↓

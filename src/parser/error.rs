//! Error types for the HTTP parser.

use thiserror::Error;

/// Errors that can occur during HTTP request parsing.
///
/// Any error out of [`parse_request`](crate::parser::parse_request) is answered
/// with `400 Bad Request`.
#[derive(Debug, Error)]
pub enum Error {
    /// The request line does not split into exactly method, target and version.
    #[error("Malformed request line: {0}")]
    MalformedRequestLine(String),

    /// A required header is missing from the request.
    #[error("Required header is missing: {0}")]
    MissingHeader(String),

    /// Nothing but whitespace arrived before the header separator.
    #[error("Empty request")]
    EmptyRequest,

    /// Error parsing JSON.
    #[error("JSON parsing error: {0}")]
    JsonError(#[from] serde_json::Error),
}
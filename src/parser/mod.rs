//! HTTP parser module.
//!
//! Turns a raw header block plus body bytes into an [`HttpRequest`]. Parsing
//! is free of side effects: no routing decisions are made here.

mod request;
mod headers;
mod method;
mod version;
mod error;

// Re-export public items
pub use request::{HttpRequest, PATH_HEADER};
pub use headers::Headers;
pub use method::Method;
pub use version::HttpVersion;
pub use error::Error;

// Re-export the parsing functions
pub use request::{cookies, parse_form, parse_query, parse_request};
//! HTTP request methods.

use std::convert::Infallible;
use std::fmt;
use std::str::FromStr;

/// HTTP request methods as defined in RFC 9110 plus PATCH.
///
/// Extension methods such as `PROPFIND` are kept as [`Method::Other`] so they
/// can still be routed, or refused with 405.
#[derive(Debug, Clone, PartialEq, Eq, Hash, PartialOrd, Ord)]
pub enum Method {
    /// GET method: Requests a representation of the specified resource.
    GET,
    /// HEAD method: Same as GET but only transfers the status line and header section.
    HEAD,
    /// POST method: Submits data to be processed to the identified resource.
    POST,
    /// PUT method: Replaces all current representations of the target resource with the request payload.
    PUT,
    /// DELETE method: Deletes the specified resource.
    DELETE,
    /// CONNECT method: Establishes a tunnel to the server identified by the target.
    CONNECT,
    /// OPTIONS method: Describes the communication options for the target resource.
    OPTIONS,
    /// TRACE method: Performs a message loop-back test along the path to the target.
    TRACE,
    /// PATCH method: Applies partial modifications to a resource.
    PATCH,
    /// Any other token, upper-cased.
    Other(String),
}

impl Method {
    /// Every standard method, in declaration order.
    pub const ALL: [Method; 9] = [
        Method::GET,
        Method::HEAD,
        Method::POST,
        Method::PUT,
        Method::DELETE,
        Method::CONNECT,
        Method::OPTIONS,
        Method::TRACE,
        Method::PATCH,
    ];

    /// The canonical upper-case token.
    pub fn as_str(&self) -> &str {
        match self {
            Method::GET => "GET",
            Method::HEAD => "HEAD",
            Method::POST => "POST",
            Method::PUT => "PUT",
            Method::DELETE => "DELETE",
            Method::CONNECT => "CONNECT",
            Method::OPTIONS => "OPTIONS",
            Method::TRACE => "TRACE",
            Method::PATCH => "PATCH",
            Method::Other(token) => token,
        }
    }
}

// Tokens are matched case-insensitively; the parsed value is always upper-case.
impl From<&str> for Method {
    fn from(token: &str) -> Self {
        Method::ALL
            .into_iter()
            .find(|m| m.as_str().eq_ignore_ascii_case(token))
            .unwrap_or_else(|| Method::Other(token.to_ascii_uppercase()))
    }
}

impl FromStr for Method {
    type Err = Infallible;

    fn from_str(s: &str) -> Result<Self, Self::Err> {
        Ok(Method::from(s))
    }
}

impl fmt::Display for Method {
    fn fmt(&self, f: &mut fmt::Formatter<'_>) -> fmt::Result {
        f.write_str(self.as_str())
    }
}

↑

### What is required
Each line in the data is to be written out precisely.

### Output for this exercise
filename src/parser/error.rs
//! Error types for the HTTP parser.

use thiserror::Error;

/// Errors that can occur during HTTP request parsing.
///
/// Any error out of [`parse_request`](crate::parser::parse_request) is answered
/// with `400 Bad Request`.
#[derive(Debug, Error)]
pub enum Error {
    /// The request line does not split into exactly method, target and version.
    #[error("Malformed request line: {0}")]
    MalformedRequestLine(String),

    /// A required header is missing from the request.
    #[error("Required header is missing: {0}")]
    MissingHeader(String),

    /// Nothing but whitespace arrived before the header separator.
    #[error("Empty request")]
    EmptyRequest,

    /// Error parsing JSON.
    #[error("JSON parsing error: {0}")]
    JsonError(#[from] serde_json::Error),
}
filename src/parser/mod.rs
//! HTTP parser module.
//!
//! Turns a raw header block plus body bytes into an [`HttpRequest`]. Parsing
//! is free of side effects: no routing decisions are made here.

mod request;
mod headers;
mod method;
mod version;
mod error;

// Re-export public items
pub use request::{HttpRequest, PATH_HEADER};
pub use headers::Headers;
pub use method::Method;
pub use version::HttpVersion;
pub use error::Error;

// Re-export the parsing functions
pub use request::{cookies, parse_form, parse_query, parse_request};
//! HTTP request methods.

use std::convert::Infallible;
use std::fmt;
use std::str::FromStr;

/// HTTP request methods as defined in RFC 9110 plus PATCH.
///
/// Extension methods such as `PROPFIND` are kept as [`Method::Other`] so they
/// can still be routed, or refused with 405.
#[derive(Debug, Clone, PartialEq, Eq, Hash, PartialOrd, Ord)]
pub enum Method {
    /// GET method: Requests a representation of the specified resource.
    GET,
    /// HEAD method: Same as GET but only transfers the status line and header section.
    HEAD,
    /// POST method: Submits data to be processed to the identified resource.
    POST,
    /// PUT method: Replaces all current representations of the target resource with the request payload.
    PUT,
    /// DELETE method: Deletes the specified resource.
    DELETE,
    /// CONNECT method: Establishes a tunnel to the server identified by the target.
    CONNECT,
    /// OPTIONS method: Describes the communication options for the target resource.
    OPTIONS,
    /// TRACE method: Performs a message loop-back test along the path to the target.
    TRACE,
    /// PATCH method: Applies partial modifications to a resource.
    PATCH,
    /// Any other token, upper-cased.
    Other(String),
}

impl Method {
    /// Every standard method, in declaration order.
    pub const ALL: [Method; 9] = [
        Method::GET,
        Method::HEAD,
        Method::POST,
        Method::PUT,
        Method::DELETE,
        Method::CONNECT,
        Method::OPTIONS,
        Method::TRACE,
        Method::PATCH,
    ];

    /// The canonical upper-case token.
    pub fn as_str(&self) -> &str {
        match self {
            Method::GET => "GET",
            Method::HEAD => "HEAD",
            Method::POST => "POST",
            Method::PUT => "PUT",
            Method::DELETE => "DELETE",
            Method::CONNECT => "CONNECT",
            Method::OPTIONS => "OPTIONS",
            Method::TRACE => "TRACE",
            Method::PATCH => "PATCH",
            Method::Other(token) => token,
        }
    }
}

// Tokens are matched case-insensitively; the parsed value is always upper-case.
impl From<&str> for Method {
    fn from(token: &str) -> Self {
        Method::ALL
            .into_iter()
            .find(|m| m.as_str().eq_ignore_ascii_case(token))
            .unwrap_or_else(|| Method::Other(token.to_ascii_uppercase()))
    }
}

impl FromStr for Method {
    type Err = Infallible;

    fn from_str(s: &str) -> Result<Self, Self::Err> {
        Ok(Method::from(s))
    }
}

impl fmt::Display for Method {
    fn fmt(&self, f: &mut fmt::Formatter<'_>) -> fmt::Result {
        f.write_str(self.as_str())
    }
}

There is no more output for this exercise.